▶ _Your objective_
Count every line in the entries below that contains the word "input", and give only that number.

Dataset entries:

• • • • • • •

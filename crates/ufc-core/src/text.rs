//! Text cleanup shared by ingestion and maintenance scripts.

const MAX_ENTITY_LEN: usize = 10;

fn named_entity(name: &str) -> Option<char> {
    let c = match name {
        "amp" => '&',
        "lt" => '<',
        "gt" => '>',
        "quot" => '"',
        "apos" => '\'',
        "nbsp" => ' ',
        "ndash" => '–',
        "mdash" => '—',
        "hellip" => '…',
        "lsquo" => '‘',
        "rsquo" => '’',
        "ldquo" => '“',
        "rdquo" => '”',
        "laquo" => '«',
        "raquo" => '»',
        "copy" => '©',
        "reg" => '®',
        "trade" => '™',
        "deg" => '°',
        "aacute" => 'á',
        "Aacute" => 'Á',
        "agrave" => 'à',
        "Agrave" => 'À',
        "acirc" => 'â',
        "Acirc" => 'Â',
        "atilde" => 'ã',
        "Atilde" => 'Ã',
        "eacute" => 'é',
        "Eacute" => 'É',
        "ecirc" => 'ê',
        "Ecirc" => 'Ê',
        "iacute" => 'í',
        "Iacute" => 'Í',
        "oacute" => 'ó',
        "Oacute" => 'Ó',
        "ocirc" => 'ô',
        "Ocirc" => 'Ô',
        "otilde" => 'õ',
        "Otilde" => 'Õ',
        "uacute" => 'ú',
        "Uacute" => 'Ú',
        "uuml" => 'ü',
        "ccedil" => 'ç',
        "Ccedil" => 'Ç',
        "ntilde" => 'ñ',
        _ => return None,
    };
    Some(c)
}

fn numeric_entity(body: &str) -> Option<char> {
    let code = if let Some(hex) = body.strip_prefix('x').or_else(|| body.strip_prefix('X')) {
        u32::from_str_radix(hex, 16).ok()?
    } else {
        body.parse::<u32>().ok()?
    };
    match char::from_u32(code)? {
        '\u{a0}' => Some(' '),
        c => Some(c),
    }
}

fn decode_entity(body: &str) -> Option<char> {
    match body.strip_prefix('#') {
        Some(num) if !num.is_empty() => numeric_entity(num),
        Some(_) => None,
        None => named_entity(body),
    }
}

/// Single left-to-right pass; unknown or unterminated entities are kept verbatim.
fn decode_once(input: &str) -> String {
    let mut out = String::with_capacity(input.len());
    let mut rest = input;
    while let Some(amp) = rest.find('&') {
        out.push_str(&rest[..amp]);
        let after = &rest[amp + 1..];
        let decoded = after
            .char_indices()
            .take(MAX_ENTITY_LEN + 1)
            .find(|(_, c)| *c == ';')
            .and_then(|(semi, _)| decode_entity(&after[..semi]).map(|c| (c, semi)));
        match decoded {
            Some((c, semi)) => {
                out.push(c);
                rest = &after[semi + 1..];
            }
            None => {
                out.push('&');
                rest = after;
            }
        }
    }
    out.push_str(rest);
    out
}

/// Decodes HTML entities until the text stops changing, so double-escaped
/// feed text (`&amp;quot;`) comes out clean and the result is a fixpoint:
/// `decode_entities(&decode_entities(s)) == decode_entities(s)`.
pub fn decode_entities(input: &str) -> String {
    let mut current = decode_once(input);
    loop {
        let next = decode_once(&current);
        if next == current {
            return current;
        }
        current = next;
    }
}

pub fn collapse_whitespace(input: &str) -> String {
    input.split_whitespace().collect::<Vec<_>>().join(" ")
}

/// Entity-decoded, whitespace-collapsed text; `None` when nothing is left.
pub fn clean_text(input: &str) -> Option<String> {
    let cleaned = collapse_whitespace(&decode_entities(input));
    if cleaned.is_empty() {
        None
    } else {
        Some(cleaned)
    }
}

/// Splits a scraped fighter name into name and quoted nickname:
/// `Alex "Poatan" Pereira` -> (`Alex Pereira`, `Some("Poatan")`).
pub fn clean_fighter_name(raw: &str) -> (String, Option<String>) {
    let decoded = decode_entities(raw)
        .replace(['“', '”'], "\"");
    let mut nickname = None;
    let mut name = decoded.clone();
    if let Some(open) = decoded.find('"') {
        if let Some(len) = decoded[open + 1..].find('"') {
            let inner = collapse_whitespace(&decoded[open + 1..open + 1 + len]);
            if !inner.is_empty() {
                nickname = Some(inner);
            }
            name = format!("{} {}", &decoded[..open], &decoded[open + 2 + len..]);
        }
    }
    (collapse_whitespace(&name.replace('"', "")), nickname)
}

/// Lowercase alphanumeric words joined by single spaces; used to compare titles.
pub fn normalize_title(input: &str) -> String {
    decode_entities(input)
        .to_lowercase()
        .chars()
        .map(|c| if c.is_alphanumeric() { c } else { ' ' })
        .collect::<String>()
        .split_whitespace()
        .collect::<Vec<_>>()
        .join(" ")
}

• • • • • • •

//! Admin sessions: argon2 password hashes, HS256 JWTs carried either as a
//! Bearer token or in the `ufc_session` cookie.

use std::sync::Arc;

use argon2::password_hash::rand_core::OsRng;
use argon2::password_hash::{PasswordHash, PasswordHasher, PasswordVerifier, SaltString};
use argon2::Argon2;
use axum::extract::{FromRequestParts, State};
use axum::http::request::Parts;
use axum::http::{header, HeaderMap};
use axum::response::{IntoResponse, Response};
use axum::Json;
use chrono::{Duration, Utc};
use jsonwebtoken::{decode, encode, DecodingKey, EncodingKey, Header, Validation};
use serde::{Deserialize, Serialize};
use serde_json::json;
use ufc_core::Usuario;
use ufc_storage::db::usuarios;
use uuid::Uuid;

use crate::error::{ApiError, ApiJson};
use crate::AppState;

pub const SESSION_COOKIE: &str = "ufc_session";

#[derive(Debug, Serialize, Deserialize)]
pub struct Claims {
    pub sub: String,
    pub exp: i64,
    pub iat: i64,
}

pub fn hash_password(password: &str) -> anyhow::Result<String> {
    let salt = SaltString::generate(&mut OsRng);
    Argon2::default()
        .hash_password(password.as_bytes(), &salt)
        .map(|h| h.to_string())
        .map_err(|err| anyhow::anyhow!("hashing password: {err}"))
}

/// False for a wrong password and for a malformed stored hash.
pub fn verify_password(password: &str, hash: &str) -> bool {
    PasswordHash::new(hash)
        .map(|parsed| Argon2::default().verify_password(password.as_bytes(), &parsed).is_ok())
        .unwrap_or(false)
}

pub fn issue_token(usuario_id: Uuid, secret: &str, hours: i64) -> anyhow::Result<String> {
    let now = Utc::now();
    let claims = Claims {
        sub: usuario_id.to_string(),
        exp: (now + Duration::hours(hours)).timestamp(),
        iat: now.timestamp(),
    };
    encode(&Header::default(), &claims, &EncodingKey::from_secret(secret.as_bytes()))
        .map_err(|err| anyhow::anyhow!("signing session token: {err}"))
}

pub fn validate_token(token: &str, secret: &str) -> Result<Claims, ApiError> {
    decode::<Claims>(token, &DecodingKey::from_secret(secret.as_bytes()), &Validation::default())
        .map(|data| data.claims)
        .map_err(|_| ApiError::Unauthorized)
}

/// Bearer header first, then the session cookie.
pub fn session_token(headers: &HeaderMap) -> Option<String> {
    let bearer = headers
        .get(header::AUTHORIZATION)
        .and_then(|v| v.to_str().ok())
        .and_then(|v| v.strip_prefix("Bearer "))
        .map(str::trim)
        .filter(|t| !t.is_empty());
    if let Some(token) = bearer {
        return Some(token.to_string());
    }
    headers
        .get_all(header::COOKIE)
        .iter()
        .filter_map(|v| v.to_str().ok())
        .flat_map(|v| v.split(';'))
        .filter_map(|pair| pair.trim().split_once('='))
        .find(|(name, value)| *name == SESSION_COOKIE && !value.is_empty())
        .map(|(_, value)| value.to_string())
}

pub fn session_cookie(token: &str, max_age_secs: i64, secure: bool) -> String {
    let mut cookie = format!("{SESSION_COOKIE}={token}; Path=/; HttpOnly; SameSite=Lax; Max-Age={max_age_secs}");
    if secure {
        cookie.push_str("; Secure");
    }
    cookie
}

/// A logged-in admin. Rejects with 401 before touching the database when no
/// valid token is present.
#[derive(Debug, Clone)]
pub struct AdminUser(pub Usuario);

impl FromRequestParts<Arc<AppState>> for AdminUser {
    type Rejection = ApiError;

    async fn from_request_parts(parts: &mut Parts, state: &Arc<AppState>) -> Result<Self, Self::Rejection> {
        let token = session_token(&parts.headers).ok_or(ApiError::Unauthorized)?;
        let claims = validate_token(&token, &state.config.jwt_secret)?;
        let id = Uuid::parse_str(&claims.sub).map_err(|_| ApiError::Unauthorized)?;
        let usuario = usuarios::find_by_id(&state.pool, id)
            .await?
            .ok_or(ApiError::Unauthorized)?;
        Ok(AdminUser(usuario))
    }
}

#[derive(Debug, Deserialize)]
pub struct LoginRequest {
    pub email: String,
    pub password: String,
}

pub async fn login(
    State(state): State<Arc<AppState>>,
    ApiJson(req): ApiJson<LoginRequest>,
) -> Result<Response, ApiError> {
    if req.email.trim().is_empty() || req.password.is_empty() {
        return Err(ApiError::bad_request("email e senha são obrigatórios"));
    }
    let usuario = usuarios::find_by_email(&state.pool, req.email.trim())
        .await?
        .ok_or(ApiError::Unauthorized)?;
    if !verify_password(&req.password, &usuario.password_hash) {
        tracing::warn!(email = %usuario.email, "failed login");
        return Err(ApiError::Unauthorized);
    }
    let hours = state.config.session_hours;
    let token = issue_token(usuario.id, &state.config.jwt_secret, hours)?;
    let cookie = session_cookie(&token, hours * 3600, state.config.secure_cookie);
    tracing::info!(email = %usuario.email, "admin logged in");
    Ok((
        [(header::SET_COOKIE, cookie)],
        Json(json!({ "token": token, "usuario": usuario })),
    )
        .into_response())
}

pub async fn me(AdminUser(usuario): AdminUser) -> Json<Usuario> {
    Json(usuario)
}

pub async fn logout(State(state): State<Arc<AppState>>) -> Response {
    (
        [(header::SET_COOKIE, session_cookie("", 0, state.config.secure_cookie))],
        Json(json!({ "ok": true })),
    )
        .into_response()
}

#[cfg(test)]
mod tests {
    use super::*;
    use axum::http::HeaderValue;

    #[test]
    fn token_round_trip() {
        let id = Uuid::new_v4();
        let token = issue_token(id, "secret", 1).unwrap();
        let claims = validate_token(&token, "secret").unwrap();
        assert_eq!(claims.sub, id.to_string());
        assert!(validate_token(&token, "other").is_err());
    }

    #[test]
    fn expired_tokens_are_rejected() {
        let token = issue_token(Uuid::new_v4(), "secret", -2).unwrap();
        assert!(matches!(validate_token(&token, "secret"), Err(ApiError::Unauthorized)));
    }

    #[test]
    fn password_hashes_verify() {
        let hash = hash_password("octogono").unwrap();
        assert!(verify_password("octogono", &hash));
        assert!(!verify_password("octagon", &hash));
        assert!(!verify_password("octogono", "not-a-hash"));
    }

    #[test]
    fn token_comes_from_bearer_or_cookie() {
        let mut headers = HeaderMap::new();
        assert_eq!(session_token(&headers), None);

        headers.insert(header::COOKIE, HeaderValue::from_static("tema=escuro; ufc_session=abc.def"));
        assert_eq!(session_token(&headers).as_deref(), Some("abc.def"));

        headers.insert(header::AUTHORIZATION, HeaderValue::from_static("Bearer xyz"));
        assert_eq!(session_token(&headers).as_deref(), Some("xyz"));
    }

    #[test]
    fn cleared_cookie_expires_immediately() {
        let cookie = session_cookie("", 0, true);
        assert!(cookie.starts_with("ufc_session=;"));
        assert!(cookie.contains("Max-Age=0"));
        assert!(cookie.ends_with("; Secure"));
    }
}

• • • • • • •

▶ _Output for this exercise_
11